A couple of weeks ago, the QA (Quality Assurance) man brought round a copy of the new AMPDS (that is, the system call takers use for triage) protocols. It got a hearty thumbs up from just about everyone. AMPDS’s biggest problem is the inclusion of the question “Is s/he breathing normally?” in just about every protocol. If the caller answers no, it tends to decide that the patient has “severe respiratory distress” and churn out a Cat A response. The trouble with this is that if the patient is puffing with pain, or upset and crying, of course their breathing is going to be difficult from normal – but not in a medically relevant way. Yet AMPDS treats someone who is hyperventilating at the pain of their papercut the same as someone with a life threatening asthma attack.
Well, not any more! The infamous “are you breathing normally” question is completely gone from a lot of protocols, and when it IS there, a “yes” only results in an amber response, not a red. The rationale, which I totally agree with, is that if the breathing was that much of a problem, they’d have told us at the beginning of the call!
I can’t wait for this new protocol to come in. It is going to decrease frustration levels in call takers, allocators and ambulances crews no end, and more importantly, we won’t end up having to waste ambulances on rubbish when people who are really sick are still waiting.
Unfortunately, the new protocols weren’t in in time for the delightful young man who called last week to say he had a cotton bud stuck in his ear. Was he breathing normally? Apparently he wasn’t. Category A call. FRU despatched.
The FRU in question called us on the radio.
“Cotton bud in ear?!” he said incredulously. “How on earth is this a category A life threatening emergency? Do you really want me to run on this?”
“It’s the old ‘Are you breathing normally chestnut’,” I said apologetically. “Severe difficulty breathing… from a cotton bud in the ear. Perhaps this guy breaths through his ears? Sorry about this, but I’m going to have to ask you to continue…”
“But…” said the FRU. “I had a cotton bud stuck in my ear this morning! I got it out myself!”
“You should be an expert in the field then!” I said. “Clearly the most appropriate resource for the job!”
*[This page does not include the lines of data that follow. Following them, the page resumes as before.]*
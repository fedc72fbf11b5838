pub mod tab_strip;
pub mod techniques;

pub use tab_strip::TechniqueTabStrip;
pub use techniques::{
    derive_tabs, find_business_model_canvas, find_element_by_type, find_user_story, technique_for,
    TechniqueConfig,
};
use super::block_styles::height_class;
use super::resolve::resolve_recommendations;
use crate::shared::recommendations::RecommendedContentList;
use contracts::shared::content_block::ContentBlock;
use leptos::prelude::*;

/// Generic cross-domain recommendations section.
///
/// Not gated by site settings; an empty or legacy-shaped content map
/// falls back to the listing defaults.
#[component]
pub fn RecommendationsBlock(block: ContentBlock) -> impl IntoView {
    let frame_class = format!(
        "block-frame block-frame--listing {}",
        height_class(block.styles.as_ref())
    );
    let props = resolve_recommendations(&block.content);

    view! {
        <section class=frame_class>
            <RecommendedContentList
                title=props.title
                content_types=props.content_types
                limit=props.limit
                show_view_all=props.show_view_all
                exclude_ids=props.exclude_ids
            />
        </section>
    }
}
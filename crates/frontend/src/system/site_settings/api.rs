use crate::shared::api_utils::api_base;
use contracts::system::site_settings::{SiteSettings, SiteSettingsDto};
use gloo_net::http::Request;

/// Fetch the site settings
pub async fn fetch_site_settings() -> Result<SiteSettings, String> {
    let response = Request::get(&format!("{}/api/system/site-settings", api_base()))
        .send()
        .await
        .map_err(|e| format!("Failed to send request: {}", e))?;

    if !response.ok() {
        return Err(format!("Failed to fetch settings: {}", response.status()));
    }

    response
        .json::<SiteSettings>()
        .await
        .map_err(|e| format!("Failed to parse response: {}", e))
}

/// Save the site settings
pub async fn update_site_settings(dto: SiteSettingsDto) -> Result<(), String> {
    let response = Request::put(&format!("{}/api/system/site-settings", api_base()))
        .json(&dto)
        .map_err(|e| format!("Failed to serialize request: {}", e))?
        .send()
        .await
        .map_err(|e| format!("Failed to send request: {}", e))?;

    if !response.ok() {
        return Err(format!("Failed to save settings: {}", response.status()));
    }

    Ok(())
}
“I walked right into that one,” grumbled the FRU good naturedly, and continued on to the call.
Allocators do have some leeway in using their common sense, so, for instance, if there had been another more serious call for the FRU to go to, I would have been able to cancel him from Cotton Bud Man and send him to that. Unfortunately, refusing to send at all is not permitted. Even though the REAL purpose of FRUs is to get to the life threatening calls quicker than an ambulance can, it is sometimes helpful to send them to the “rubbish” calls that have come up as a high priority. That way, the FRU can ring control and tell us that the patient doesn’t have any difficult breathing, and that an ambulance isn’t needed, or that it is needed but not in any great hurry (for example, if the patient had perforated his eardrum with the cotton bud.) If an ambulance arrives straight away, they tend to take the patient to hospital (they are not allowed to refuse) so the patient gets their big white taxi and doesn’t learn their lesson.
You will be pleased to know that our brave FRU managed to deal singlehandedly with the offending cotton bud, and no further resources were required.